• WORK TASK:
Search the entries for the line containing "pub fn with(mut". Repeat it, then every line after it, exactly through the final line.

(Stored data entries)
********************

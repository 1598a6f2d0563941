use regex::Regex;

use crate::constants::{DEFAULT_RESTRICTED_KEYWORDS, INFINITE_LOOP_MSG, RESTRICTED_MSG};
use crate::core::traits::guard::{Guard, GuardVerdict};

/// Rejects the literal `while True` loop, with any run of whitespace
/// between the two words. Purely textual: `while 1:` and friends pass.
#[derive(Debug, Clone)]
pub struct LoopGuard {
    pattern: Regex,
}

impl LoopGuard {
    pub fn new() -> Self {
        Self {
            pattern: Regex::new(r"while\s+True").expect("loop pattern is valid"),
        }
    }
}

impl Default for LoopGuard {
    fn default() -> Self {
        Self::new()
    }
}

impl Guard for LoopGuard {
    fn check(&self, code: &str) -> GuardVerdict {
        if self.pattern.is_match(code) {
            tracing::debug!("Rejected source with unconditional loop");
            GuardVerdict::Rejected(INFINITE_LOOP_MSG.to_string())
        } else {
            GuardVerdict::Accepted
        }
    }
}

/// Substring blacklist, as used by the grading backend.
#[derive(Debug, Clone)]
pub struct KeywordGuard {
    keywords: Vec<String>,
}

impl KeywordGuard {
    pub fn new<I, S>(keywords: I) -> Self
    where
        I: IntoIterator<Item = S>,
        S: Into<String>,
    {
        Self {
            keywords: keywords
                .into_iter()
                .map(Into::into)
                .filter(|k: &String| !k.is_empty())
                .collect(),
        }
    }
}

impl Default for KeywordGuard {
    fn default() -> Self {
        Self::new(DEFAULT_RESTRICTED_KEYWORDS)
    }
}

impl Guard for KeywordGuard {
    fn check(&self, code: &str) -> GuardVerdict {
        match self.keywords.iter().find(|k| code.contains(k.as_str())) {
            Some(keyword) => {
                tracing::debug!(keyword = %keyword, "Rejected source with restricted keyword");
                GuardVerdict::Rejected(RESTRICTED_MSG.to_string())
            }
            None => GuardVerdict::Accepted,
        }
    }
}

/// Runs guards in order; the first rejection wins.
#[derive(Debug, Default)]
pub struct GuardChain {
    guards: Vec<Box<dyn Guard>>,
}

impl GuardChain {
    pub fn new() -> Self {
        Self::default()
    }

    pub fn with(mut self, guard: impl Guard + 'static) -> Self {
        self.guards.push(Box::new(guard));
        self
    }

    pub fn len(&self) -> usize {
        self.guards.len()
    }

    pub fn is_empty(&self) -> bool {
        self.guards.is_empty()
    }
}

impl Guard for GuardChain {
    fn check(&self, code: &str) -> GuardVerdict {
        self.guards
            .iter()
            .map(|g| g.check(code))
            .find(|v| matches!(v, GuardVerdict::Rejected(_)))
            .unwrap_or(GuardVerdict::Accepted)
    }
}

********************

• TASK RESULT:
    pub fn with(mut self, guard: impl Guard + 'static) -> Self {
        self.guards.push(Box::new(guard));
        self
    }

    pub fn len(&self) -> usize {
        self.guards.len()
    }

    pub fn is_empty(&self) -> bool {
        self.guards.is_empty()
    }
}

impl Guard for GuardChain {
    fn check(&self, code: &str) -> GuardVerdict {
        self.guards
            .iter()
            .map(|g| g.check(code))
            .find(|v| matches!(v, GuardVerdict::Rejected(_)))
            .unwrap_or(GuardVerdict::Accepted)
    }
}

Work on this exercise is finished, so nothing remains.